Aide médicale d’État
Sa suppression ne fait pas partie de la version finale du texte, et l’AME doit rester en place. Le gouvernement français a toutefois promis de la réformer en 2024. L’aide médicale d’Etat offre aux étrangers en situation irrégulière de bénéficier d'une prise en charge à 100% des soins médicaux. On estime aujourd’hui à 466 000 les personnes qui bénéficient de cette aide.
Refus ou retrait d’un titre de séjour en cas de non-respect des « principes de la République »
Tout demandeur d’un titre de séjour doit souscrire « un contrat d’engagement au respect des principes de la République », dans lequel il s’engage à respecter « la liberté personnelle, la liberté d’expression et de conscience, l’égalité entre les femmes et les hommes, la dignité de la personne humaine, la devise et les symboles de la République ». Un demandeur qui refuse de signer ce contrat « ou dont le comportement manifeste qu’il n’en respecte pas les obligations » ne pourra obtenir aucun document de séjour. En cas de manquements graves à ce contrat d’engagement, l’autorité administrative pourra retirer ou ne pas renouveler un titre de séjour.

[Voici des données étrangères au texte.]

//! Scientist repository contract and SQLite implementation.
//!
//! # Invariants
//! - Read paths reject rows whose required text is empty instead of masking it.
//! - Deleting a scientist deletes their missions in the same transaction.

use crate::model::scientist::Scientist;
use crate::model::validation::RecordId;
use crate::repo::error::{RepoError, RepoResult};
use crate::repo::sqlite::{
    delete_cascading, pagination_clause, SqliteRepository, SCIENTIST_OWNER,
};
use crate::repo::ListQuery;
use rusqlite::{params, Row};

const SCIENTIST_SELECT_SQL: &str = "SELECT
    id,
    name,
    field_of_study
FROM scientists";

/// Repository interface for scientist CRUD.
pub trait ScientistRepository {
    fn create_scientist(&self, scientist: &Scientist) -> RepoResult<RecordId>;
    fn update_scientist(&self, scientist: &Scientist) -> RepoResult<()>;
    fn get_scientist(&self, id: RecordId) -> RepoResult<Option<Scientist>>;
    fn list_scientists(&self, query: &ListQuery) -> RepoResult<Vec<Scientist>>;
    /// Deletes the scientist and their missions; returns the deleted mission ids.
    fn delete_scientist(&self, id: RecordId) -> RepoResult<Vec<RecordId>>;
}

impl ScientistRepository for SqliteRepository<'_> {
    fn create_scientist(&self, scientist: &Scientist) -> RepoResult<RecordId> {
        self.conn.execute(
            "INSERT INTO scientists (name, field_of_study) VALUES (?1, ?2);",
            params![scientist.name(), scientist.field_of_study()],
        )?;
        Ok(self.conn.last_insert_rowid())
    }

    fn update_scientist(&self, scientist: &Scientist) -> RepoResult<()> {
        let id = scientist.id().ok_or(RepoError::Unsaved("scientist"))?;
        let changed = self.conn.execute(
            "UPDATE scientists
             SET
                name = ?1,
                field_of_study = ?2
             WHERE id = ?3;",
            params![scientist.name(), scientist.field_of_study(), id],
        )?;

        if changed == 0 {
            return Err(RepoError::NotFound {
                entity: "scientist",
                id,
            });
        }

        Ok(())
    }

    fn get_scientist(&self, id: RecordId) -> RepoResult<Option<Scientist>> {
        let mut stmt = self
            .conn
            .prepare(&format!("{SCIENTIST_SELECT_SQL} WHERE id = ?1;"))?;
        let mut rows = stmt.query([id])?;
        if let Some(row) = rows.next()? {
            return Ok(Some(parse_scientist_row(row)?));
        }
        Ok(None)
    }

    fn list_scientists(&self, query: &ListQuery) -> RepoResult<Vec<Scientist>> {
        let sql = format!(
            "{SCIENTIST_SELECT_SQL} ORDER BY id ASC{};",
            pagination_clause(query.limit, query.offset)
        );
        let mut stmt = self.conn.prepare(&sql)?;
        let mut rows = stmt.query([])?;
        let mut scientists = Vec::new();
        while let Some(row) = rows.next()? {
            scientists.push(parse_scientist_row(row)?);
        }
        Ok(scientists)
    }

    fn delete_scientist(&self, id: RecordId) -> RepoResult<Vec<RecordId>> {
        delete_cascading(self.conn, SCIENTIST_OWNER, id)
    }
}

fn parse_scientist_row(row: &Row<'_>) -> RepoResult<Scientist> {
    let id: RecordId = row.get("id")?;
    let name: Option<String> = row.get("name")?;
    let field_of_study: Option<String> = row.get("field_of_study")?;
    let scientist = Scientist::new(name, field_of_study).map_err(|err| {
        RepoError::InvalidData(format!("scientists row {id}: {err}"))
    })?;
    Ok(scientist.with_id(id))
}
//! Relationship lookups between records.
//!
//! Relationships are two one-directional lookups: owning collections are
//! found by foreign-key index (`missions.planet_id`, `missions.scientist_id`),
//! and mission back references are resolved by primary-key lookup. No live
//! object graph is kept.

use crate::model::mission::Mission;
use crate::model::planet::Planet;
use crate::model::scientist::Scientist;
use crate::model::validation::RecordId;
use crate::repo::error::RepoResult;
use crate::repo::mission_repo::{MissionListQuery, MissionRepository};
use crate::repo::planet_repo::PlanetRepository;
use crate::repo::scientist_repo::ScientistRepository;

/// Read-only relationship resolution used by accessors and serialization.
pub trait RelationLoader {
    fn find_planet(&self, id: RecordId) -> RepoResult<Option<Planet>>;
    fn find_scientist(&self, id: RecordId) -> RepoResult<Option<Scientist>>;
    /// Missions owned by the planet, ordered by id.
    fn missions_of_planet(&self, planet_id: RecordId) -> RepoResult<Vec<Mission>>;
    /// Missions owned by the scientist, ordered by id.
    fn missions_of_scientist(&self, scientist_id: RecordId) -> RepoResult<Vec<Mission>>;
}

impl<T> RelationLoader for T
where
    T: PlanetRepository + ScientistRepository + MissionRepository,
{
    fn find_planet(&self, id: RecordId) -> RepoResult<Option<Planet>> {
        self.get_planet(id)
    }

    fn find_scientist(&self, id: RecordId) -> RepoResult<Option<Scientist>> {
        self.get_scientist(id)
    }

    fn missions_of_planet(&self, planet_id: RecordId) -> RepoResult<Vec<Mission>> {
        self.list_missions(&MissionListQuery {
            planet_id: Some(planet_id),
            ..MissionListQuery::default()
        })
    }

    fn missions_of_scientist(&self, scientist_id: RecordId) -> RepoResult<Vec<Mission>> {
        self.list_missions(&MissionListQuery {
            scientist_id: Some(scientist_id),
            ..MissionListQuery::default()
        })
    }
}

impl Planet {
    /// Missions owned by this planet. Empty for an unsaved planet.
    pub fn missions(&self, loader: &impl RelationLoader) -> RepoResult<Vec<Mission>> {
        match self.id() {
            Some(id) => loader.missions_of_planet(id),
            None => Ok(Vec::new()),
        }
    }
}

impl Scientist {
    /// Missions owned by this scientist. Empty for an unsaved scientist.
    pub fn missions(&self, loader: &impl RelationLoader) -> RepoResult<Vec<Mission>> {
        match self.id() {
            Some(id) => loader.missions_of_scientist(id),
            None => Ok(Vec::new()),
        }
    }
}

impl Mission {
    /// Planet this mission belongs to, if the row still exists.
    pub fn planet(&self, loader: &impl RelationLoader) -> RepoResult<Option<Planet>> {
        loader.find_planet(self.planet_id())
    }

    /// Scientist this mission belongs to, if the row still exists.
    pub fn scientist(&self, loader: &impl RelationLoader) -> RepoResult<Option<Scientist>> {
        loader.find_scientist(self.scientist_id())
    }
}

Exclusion des personnes visées par une obligation de quitter le territoire français (OQTF) du droit à l’hébergement d’urgence
Le texte prévoit qu’un étranger visé par une OQTF peut être hébergé au sein du dispositif d’hébergement d’urgence uniquement « dans l’attente de son éloignement ». le délit de séjour irrégulier voté par le Sénat est conservé. Ce délit est sanctionné d’une amende de 3 750 euros et de trois ans d’interdiction du territoire.
Déchéance de nationalité
Instauration de la déchéance de nationalité pour un individu ayant aquis la nationalité française et coupable d'homicide volontaire sur une personne dépositaire de l'autorité publique.